— What you are asked to do —
For the material below, count each line where the string "ArticleDao" appears, then return the total alone.
BEGIN Entries provided
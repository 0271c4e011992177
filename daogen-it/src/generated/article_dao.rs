//! Data access for `crate::model::article::Article`.
//!
//! Generated by daogen-build. Do not edit manually.
#![allow(unused_imports, unused_mut, clippy::all)]
use ::daogen::{
    DaoError, DaoResult, FromValue, ParameterBinder, PropertyDetail, Reference, Row,
    RowMapper, SqlExecutor, ToValue, Value,
};
pub const TABLE_NAME: &str = "article";
/// Every mapped property, in declaration order.
pub const PROPERTIES: &[PropertyDetail] = &[
    PropertyDetail {
        name: "id",
        column_name: "idArticle",
        type_name: "Option<i32>",
        id: true,
        generation_type: Some(::daogen::GenerationType::Identity),
        generator: None,
        embedded: false,
        nested: false,
        unique: true,
        nullable: false,
        insertable: true,
        updatable: false,
        column_definition: "",
        table: "",
        length: 255u32,
        precision: 0u32,
        scale: 0u32,
        referenced_column_name: "",
        kind: ::daogen::PropertyKind::Simple,
    },
    PropertyDetail {
        name: "code",
        column_name: "code",
        type_name: "Option<String>",
        id: false,
        generation_type: None,
        generator: None,
        embedded: false,
        nested: false,
        unique: true,
        nullable: false,
        insertable: true,
        updatable: true,
        column_definition: "",
        table: "",
        length: 20u32,
        precision: 0u32,
        scale: 0u32,
        referenced_column_name: "",
        kind: ::daogen::PropertyKind::Simple,
    },
    PropertyDetail {
        name: "description",
        column_name: "description",
        type_name: "Option<String>",
        id: false,
        generation_type: None,
        generator: None,
        embedded: false,
        nested: false,
        unique: false,
        nullable: true,
        insertable: true,
        updatable: true,
        column_definition: "",
        table: "",
        length: 255u32,
        precision: 0u32,
        scale: 0u32,
        referenced_column_name: "",
        kind: ::daogen::PropertyKind::Simple,
    },
    PropertyDetail {
        name: "price",
        column_name: "price",
        type_name: "Option<Decimal>",
        id: false,
        generation_type: None,
        generator: None,
        embedded: false,
        nested: false,
        unique: false,
        nullable: true,
        insertable: true,
        updatable: true,
        column_definition: "",
        table: "",
        length: 255u32,
        precision: 10u32,
        scale: 2u32,
        referenced_column_name: "",
        kind: ::daogen::PropertyKind::Simple,
    },
    PropertyDetail {
        name: "active",
        column_name: "active",
        type_name: "bool",
        id: false,
        generation_type: None,
        generator: None,
        embedded: false,
        nested: false,
        unique: false,
        nullable: true,
        insertable: true,
        updatable: true,
        column_definition: "",
        table: "",
        length: 255u32,
        precision: 0u32,
        scale: 0u32,
        referenced_column_name: "",
        kind: ::daogen::PropertyKind::Simple,
    },
    PropertyDetail {
        name: "supplier",
        column_name: "supplierId",
        type_name: "Option<Supplier>",
        id: false,
        generation_type: None,
        generator: None,
        embedded: false,
        nested: false,
        unique: false,
        nullable: true,
        insertable: true,
        updatable: true,
        column_definition: "",
        table: "",
        length: 255u32,
        precision: 0u32,
        scale: 0u32,
        referenced_column_name: "idSuppliers",
        kind: ::daogen::PropertyKind::ManyToOne,
    },
    PropertyDetail {
        name: "order_items",
        column_name: "order_items",
        type_name: "Vec<OrderItem>",
        id: false,
        generation_type: None,
        generator: None,
        embedded: false,
        nested: false,
        unique: false,
        nullable: true,
        insertable: true,
        updatable: true,
        column_definition: "",
        table: "",
        length: 255u32,
        precision: 0u32,
        scale: 0u32,
        referenced_column_name: "",
        kind: ::daogen::PropertyKind::OneToMany,
    },
];
pub const ID_PROPERTIES: &[&str] = &["id"];
pub const DETAIL_PROPERTIES: &[&str] = &[
    "code",
    "description",
    "price",
    "active",
    "supplier",
];
pub const ID_COLUMN_LIST: &[&str] = &["idArticle"];
pub const DETAIL_COLUMN_LIST: &[&str] = &[
    "code",
    "description",
    "price",
    "active",
    "supplierId",
];
pub const ID_COLUMNS: &str = "idArticle";
pub const DETAIL_COLUMNS: &str = "code, description, price, active, supplierId";
/// Identifier columns followed by detail columns.
pub const ALL_COLUMNS: &str = "idArticle, code, description, price, active, supplierId";
pub const ID_COLUMNS_QUERY: &str = "idArticle = ?";
pub const ID_PARAMS: &str = "?";
pub const DETAIL_PARAMS: &str = "?, ?, ?, ?, ?";
pub const INSERT_SQL: &str = "INSERT INTO article (code, description, price, active, supplierId) VALUES (?, ?, ?, ?, ?)";
/// Empty when the entity has no detail column.
pub const UPDATE_SQL: &str = "UPDATE article SET code = ?, description = ?, price = ?, active = ?, supplierId = ? WHERE idArticle = ?";
pub const SELECT_BY_ID_SQL: &str = "SELECT idArticle, code, description, price, active, supplierId FROM article WHERE idArticle = ?";
pub const SELECT_ALL_SQL: &str = "SELECT idArticle, code, description, price, active, supplierId FROM article";
/// Maps a full row onto the entity. Column names may carry a prefix
/// so several entities can be read from one joined row.
#[derive(Debug, Clone)]
pub struct ArticleRowMapper {
    column_prefix: String,
    id_col: String,
    code_col: String,
    description_col: String,
    price_col: String,
    active_col: String,
    supplier_col: String,
}
impl ArticleRowMapper {
    pub fn new() -> Self {
        Self::with_prefix("")
    }
    pub fn with_prefix(prefix: impl Into<String>) -> Self {
        let column_prefix = prefix.into();
        Self {
            id_col: format!("{}{}", column_prefix, "idArticle"),
            code_col: format!("{}{}", column_prefix, "code"),
            description_col: format!("{}{}", column_prefix, "description"),
            price_col: format!("{}{}", column_prefix, "price"),
            active_col: format!("{}{}", column_prefix, "active"),
            supplier_col: format!("{}{}", column_prefix, "supplierId"),
            column_prefix,
        }
    }
    pub fn column_prefix(&self) -> &str {
        &self.column_prefix
    }
}
impl Default for ArticleRowMapper {
    fn default() -> Self {
        Self::new()
    }
}
impl RowMapper<crate::model::article::Article> for ArticleRowMapper {
    fn map_row(&self, row: &dyn Row) -> DaoResult<crate::model::article::Article> {
        let mut entity = <crate::model::article::Article>::default();
        entity.set_id(row.get_i32(&self.id_col)?);
        entity.set_code(row.get_string(&self.code_col)?);
        entity.set_description(row.get_string(&self.description_col)?);
        entity.set_price(row.get_decimal(&self.price_col)?);
        entity.set_active(row.get_bool(&self.active_col)?.unwrap_or_default());
        entity
            .set_supplier(
                crate::generated::supplier_dao::SupplierIdRowMapper::with_columns(
                        self.supplier_col.as_str(),
                    )
                    .map_row(row)?,
            );
        Ok(entity)
    }
}
/// Maps the identifier columns only; yields `None` when every
/// identifier is NULL.
#[derive(Debug, Clone)]
pub struct ArticleIdRowMapper {
    id_col: String,
}
impl ArticleIdRowMapper {
    pub fn new() -> Self {
        Self::with_columns("idArticle")
    }
    pub fn with_columns(id_col: impl Into<String>) -> Self {
        Self { id_col: id_col.into() }
    }
}
impl Default for ArticleIdRowMapper {
    fn default() -> Self {
        Self::new()
    }
}
impl RowMapper<Option<crate::model::article::Article>> for ArticleIdRowMapper {
    fn map_row(
        &self,
        row: &dyn Row,
    ) -> DaoResult<Option<crate::model::article::Article>> {
        let mut entity = <crate::model::article::Article>::default();
        entity.set_id(row.get_i32(&self.id_col)?);
        Ok(if has_id(&entity) { Some(entity) } else { None })
    }
}
/// Reads a property by path.
///
/// # Panics
///
/// Panics if `property` names no mapped property.
pub fn get_property_value(
    entity: &crate::model::article::Article,
    property: &str,
) -> Value {
    match property {
        "id" => ToValue::to_value(&entity.get_id()),
        "code" => ToValue::to_value(&entity.get_code()),
        "description" => ToValue::to_value(&entity.get_description()),
        "price" => ToValue::to_value(&entity.get_price()),
        "active" => ToValue::to_value(&entity.is_active()),
        "supplier" => {
            Reference::<
                crate::model::supplier::Supplier,
            >::referenced(&entity.get_supplier())
                .map(|target| crate::generated::supplier_dao::get_property_value(
                    target,
                    "id",
                ))
                .unwrap_or(Value::Null)
        }
        other => panic!("Property {} unknown.", other),
    }
}
/// Writes a property by path.
///
/// # Panics
///
/// Panics if `property` names no mapped property.
pub fn set_property_value(
    entity: &mut crate::model::article::Article,
    property: &str,
    value: Value,
) -> DaoResult<()> {
    match property {
        "id" => {
            entity.set_id(FromValue::from_value(value)?);
        }
        "code" => {
            entity.set_code(FromValue::from_value(value)?);
        }
        "description" => {
            entity.set_description(FromValue::from_value(value)?);
        }
        "price" => {
            entity.set_price(FromValue::from_value(value)?);
        }
        "active" => {
            entity.set_active(FromValue::from_value(value)?);
        }
        "supplier" => {
            if value.is_null() {
                entity.set_supplier(None);
            } else {
                let mut target = <crate::model::supplier::Supplier>::default();
                crate::generated::supplier_dao::set_property_value(
                    &mut target,
                    "id",
                    value,
                )?;
                entity.set_supplier(Some(target));
            }
        }
        other => panic!("Property {} unknown.", other),
    }
    Ok(())
}
/// Whether any identifier property holds a value.
pub fn has_id(entity: &crate::model::article::Article) -> bool {
    ID_PROPERTIES.iter().any(|property| !get_property_value(entity, property).is_null())
}
/// Binds `properties` at consecutive positions starting after `offset`.
pub fn bind_properties(
    entity: &crate::model::article::Article,
    properties: &[&str],
    binder: &mut dyn ParameterBinder,
    offset: usize,
) -> DaoResult<()> {
    for (index, property) in properties.iter().enumerate() {
        binder.bind(offset + index + 1, get_property_value(entity, property))?;
    }
    Ok(())
}
/// Statements for `Article` run through an [`SqlExecutor`].
#[derive(Debug, Clone)]
pub struct ArticleDao<X: SqlExecutor> {
    executor: X,
}
impl<X: SqlExecutor> ArticleDao<X> {
    pub fn new(executor: X) -> Self {
        Self { executor }
    }
    pub fn executor(&self) -> &X {
        &self.executor
    }
    /// Inserts the entity and stores the key the database generated
    /// for it.
    pub fn insert(&self, entity: &mut crate::model::article::Article) -> DaoResult<()> {
        let key = {
            let entity: &crate::model::article::Article = entity;
            self.executor
                .execute_update_returning_generated_key(
                    INSERT_SQL,
                    &|binder: &mut dyn ParameterBinder| bind_properties(
                        entity,
                        DETAIL_PROPERTIES,
                        binder,
                        0,
                    ),
                )?
        };
        if key.is_null() {
            return Err(DaoError::MissingGeneratedKey {
                statement: INSERT_SQL.to_string(),
            });
        }
        set_property_value(entity, ID_PROPERTIES[0], key)
    }
    /// Writes every detail column. Issues no statement when the
    /// entity has none.
    pub fn update(&self, entity: &crate::model::article::Article) -> DaoResult<u64> {
        if DETAIL_PROPERTIES.is_empty() {
            return Ok(0);
        }
        self.executor
            .execute_update(
                UPDATE_SQL,
                &|binder: &mut dyn ParameterBinder| {
                    bind_properties(entity, DETAIL_PROPERTIES, binder, 0)?;
                    bind_properties(
                        entity,
                        ID_PROPERTIES,
                        binder,
                        DETAIL_PROPERTIES.len(),
                    )
                },
            )
    }
    /// Updates the entity if it carries an identifier, inserts it otherwise.
    pub fn merge(&self, entity: &mut crate::model::article::Article) -> DaoResult<()> {
        if has_id(entity) {
            self.update(entity).map(|_| ())
        } else {
            self.insert(entity)
        }
    }
    pub fn get_by_id(
        &self,
        id: impl ToValue,
    ) -> DaoResult<Option<crate::model::article::Article>> {
        let params = vec![id.to_value()];
        self.executor.query_one(SELECT_BY_ID_SQL, &params, &ArticleRowMapper::new())
    }
    pub fn find_all(&self) -> DaoResult<Vec<crate::model::article::Article>> {
        self.executor.query_many(SELECT_ALL_SQL, &[], &ArticleRowMapper::new())
    }
}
END Entries provided
— Problem solution —
2